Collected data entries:
╭──

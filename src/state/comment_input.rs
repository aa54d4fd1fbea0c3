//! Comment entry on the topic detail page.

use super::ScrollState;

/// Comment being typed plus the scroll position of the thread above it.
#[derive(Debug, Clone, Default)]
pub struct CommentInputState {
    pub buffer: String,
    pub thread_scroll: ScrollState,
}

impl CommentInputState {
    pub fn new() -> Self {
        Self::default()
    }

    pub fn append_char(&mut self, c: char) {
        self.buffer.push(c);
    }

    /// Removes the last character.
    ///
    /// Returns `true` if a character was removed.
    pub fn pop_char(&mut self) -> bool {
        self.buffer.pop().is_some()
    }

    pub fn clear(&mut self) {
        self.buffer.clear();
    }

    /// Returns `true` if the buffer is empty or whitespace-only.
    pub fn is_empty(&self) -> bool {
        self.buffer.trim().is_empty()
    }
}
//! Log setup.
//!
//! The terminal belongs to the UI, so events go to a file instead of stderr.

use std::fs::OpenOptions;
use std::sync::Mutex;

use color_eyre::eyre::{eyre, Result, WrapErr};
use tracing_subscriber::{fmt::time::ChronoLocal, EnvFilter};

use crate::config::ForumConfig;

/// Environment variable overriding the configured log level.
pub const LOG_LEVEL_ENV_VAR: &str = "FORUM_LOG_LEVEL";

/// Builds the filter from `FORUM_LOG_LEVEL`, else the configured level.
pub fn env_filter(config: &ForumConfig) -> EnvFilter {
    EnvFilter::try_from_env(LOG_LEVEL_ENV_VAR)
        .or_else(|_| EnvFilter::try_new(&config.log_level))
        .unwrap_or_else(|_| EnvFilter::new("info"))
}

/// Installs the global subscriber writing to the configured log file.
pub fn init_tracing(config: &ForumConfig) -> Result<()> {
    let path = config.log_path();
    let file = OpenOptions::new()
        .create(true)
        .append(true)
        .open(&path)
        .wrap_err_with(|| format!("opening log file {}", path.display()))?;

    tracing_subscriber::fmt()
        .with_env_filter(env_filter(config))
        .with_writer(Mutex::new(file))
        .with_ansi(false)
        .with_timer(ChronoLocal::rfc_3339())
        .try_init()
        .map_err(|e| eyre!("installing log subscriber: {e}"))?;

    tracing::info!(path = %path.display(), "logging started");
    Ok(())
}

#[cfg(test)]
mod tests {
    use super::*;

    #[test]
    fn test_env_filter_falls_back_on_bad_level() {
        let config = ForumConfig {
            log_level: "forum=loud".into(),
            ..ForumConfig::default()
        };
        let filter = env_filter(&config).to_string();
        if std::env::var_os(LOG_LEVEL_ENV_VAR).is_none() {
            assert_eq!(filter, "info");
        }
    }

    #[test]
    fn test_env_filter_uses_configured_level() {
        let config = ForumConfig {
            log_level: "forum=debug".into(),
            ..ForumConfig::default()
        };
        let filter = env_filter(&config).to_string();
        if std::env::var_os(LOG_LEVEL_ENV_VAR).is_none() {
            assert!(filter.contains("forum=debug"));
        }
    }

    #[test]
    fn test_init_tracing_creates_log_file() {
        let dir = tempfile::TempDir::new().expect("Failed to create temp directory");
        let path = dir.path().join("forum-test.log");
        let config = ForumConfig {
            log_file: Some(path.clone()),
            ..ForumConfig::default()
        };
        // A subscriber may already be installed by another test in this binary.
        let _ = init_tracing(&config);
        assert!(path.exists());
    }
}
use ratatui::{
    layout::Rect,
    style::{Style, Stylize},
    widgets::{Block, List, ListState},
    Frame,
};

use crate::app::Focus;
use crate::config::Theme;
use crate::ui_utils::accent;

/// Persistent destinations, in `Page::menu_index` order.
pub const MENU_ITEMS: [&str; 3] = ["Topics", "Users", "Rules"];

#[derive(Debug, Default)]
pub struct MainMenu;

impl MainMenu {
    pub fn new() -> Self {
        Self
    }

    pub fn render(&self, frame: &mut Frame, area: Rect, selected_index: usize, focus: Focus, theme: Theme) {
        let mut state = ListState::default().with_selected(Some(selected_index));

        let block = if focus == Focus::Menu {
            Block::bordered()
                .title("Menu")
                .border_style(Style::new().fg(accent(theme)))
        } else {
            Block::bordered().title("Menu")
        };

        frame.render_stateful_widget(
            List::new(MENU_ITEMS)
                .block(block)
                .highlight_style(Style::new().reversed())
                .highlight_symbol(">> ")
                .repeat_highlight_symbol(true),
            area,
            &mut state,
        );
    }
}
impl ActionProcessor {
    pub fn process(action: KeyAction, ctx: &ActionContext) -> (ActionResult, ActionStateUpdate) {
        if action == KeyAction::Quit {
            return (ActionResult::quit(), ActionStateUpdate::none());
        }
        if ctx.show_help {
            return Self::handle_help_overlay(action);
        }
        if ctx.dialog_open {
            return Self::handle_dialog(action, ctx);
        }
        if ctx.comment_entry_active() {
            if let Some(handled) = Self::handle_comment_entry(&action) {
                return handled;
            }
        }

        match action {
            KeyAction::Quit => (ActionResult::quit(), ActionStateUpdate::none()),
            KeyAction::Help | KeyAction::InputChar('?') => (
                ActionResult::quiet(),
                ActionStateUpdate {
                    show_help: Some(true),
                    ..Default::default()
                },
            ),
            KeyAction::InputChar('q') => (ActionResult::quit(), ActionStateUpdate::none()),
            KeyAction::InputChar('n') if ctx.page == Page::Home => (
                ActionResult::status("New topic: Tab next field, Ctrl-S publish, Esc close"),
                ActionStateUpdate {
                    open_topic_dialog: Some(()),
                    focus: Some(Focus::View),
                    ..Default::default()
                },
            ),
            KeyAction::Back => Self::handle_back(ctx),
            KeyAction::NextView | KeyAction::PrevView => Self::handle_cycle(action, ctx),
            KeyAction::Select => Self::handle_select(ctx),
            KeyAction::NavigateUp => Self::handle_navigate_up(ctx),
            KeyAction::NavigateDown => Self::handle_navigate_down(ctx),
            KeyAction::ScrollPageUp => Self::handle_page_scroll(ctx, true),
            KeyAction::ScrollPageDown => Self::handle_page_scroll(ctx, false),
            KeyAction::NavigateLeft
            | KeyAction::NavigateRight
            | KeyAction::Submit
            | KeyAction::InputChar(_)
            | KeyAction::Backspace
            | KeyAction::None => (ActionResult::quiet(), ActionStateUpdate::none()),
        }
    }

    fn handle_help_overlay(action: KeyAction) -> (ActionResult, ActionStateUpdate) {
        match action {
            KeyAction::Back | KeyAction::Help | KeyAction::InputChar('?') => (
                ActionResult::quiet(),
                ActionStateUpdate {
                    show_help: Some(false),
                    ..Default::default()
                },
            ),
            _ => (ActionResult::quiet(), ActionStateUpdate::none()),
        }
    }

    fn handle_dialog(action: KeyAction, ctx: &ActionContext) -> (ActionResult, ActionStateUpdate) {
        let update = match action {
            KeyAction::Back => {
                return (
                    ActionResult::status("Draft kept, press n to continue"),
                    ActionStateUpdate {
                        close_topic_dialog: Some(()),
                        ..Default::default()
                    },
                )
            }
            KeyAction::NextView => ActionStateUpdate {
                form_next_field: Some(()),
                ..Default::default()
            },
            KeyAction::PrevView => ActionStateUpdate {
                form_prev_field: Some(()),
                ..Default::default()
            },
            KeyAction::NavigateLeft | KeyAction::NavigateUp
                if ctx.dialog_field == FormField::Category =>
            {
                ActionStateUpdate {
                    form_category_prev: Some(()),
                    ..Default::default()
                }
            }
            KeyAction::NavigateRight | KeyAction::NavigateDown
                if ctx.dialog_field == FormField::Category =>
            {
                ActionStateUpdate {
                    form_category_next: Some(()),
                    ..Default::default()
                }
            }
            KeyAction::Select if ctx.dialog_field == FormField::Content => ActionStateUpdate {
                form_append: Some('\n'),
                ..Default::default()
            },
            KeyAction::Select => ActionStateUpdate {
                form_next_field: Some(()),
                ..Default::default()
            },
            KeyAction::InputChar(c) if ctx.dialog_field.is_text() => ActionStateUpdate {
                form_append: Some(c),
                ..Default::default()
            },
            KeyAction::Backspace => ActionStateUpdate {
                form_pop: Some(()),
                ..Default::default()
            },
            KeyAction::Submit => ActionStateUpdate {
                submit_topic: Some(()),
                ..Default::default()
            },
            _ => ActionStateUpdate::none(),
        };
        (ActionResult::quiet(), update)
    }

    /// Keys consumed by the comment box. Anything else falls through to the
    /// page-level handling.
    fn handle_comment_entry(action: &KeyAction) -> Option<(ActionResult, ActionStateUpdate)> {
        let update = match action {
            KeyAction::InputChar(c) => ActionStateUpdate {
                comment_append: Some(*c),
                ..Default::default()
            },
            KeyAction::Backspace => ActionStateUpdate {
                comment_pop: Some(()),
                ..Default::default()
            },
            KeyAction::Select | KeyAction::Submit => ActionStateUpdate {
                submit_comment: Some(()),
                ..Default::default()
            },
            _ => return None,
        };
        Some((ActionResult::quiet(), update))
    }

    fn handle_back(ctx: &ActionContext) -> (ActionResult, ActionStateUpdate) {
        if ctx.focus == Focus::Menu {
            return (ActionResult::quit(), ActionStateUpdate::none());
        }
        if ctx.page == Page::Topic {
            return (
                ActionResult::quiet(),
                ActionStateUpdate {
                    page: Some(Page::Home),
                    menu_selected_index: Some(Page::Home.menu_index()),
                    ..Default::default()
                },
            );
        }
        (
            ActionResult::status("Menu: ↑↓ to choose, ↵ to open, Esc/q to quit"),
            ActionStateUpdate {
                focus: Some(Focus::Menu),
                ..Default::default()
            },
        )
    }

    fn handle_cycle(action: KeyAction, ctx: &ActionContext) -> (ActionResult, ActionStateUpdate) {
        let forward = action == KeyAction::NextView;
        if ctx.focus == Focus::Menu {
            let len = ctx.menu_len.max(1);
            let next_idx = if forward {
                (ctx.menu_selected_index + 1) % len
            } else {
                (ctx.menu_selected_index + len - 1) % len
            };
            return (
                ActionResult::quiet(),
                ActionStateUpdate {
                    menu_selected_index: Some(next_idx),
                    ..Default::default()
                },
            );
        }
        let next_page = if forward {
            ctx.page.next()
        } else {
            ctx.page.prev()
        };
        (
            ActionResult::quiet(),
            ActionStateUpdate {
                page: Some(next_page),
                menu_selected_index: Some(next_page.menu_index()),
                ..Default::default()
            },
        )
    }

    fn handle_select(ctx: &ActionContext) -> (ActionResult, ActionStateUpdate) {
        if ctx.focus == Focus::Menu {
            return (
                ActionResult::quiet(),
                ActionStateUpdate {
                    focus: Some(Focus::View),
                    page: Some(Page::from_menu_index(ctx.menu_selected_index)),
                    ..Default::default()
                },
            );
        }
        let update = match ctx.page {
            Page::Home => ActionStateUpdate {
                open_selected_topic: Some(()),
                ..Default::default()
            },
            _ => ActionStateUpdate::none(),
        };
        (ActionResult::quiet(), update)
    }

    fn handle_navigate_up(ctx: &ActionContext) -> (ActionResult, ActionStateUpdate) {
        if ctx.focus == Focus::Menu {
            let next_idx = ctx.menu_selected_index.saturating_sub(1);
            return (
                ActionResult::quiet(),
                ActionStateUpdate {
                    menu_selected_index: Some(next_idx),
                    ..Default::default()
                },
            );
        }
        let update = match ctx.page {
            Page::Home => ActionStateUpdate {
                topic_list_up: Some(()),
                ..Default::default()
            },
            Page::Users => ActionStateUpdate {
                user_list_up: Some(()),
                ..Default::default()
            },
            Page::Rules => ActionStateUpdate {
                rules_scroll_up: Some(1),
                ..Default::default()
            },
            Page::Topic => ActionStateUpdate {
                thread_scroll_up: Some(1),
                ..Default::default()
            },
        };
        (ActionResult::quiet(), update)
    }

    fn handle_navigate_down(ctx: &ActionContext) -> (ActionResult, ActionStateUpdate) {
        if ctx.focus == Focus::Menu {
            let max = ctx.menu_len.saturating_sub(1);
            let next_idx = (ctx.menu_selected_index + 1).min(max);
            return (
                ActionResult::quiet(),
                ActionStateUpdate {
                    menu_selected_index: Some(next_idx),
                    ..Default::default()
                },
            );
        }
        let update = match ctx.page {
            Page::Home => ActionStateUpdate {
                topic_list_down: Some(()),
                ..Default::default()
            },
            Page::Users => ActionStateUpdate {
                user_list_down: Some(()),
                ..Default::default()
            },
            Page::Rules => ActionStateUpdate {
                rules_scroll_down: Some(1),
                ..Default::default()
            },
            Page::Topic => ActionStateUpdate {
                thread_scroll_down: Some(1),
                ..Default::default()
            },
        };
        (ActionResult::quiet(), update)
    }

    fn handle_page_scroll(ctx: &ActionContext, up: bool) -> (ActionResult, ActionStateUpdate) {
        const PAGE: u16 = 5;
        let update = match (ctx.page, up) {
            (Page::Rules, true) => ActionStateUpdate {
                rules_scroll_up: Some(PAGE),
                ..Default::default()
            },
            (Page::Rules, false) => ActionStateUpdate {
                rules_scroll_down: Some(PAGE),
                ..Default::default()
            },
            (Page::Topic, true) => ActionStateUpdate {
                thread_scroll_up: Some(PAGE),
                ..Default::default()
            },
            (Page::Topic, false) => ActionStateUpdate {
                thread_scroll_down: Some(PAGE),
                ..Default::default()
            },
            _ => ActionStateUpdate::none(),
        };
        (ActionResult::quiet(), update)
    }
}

╰──

§ Required work
Search the records for the string "info", and copy every line that holds it.

§ Response area
        .unwrap_or_else(|_| EnvFilter::new("info"))
    tracing::info!(path = %path.display(), "logging started");
            assert_eq!(filter, "info");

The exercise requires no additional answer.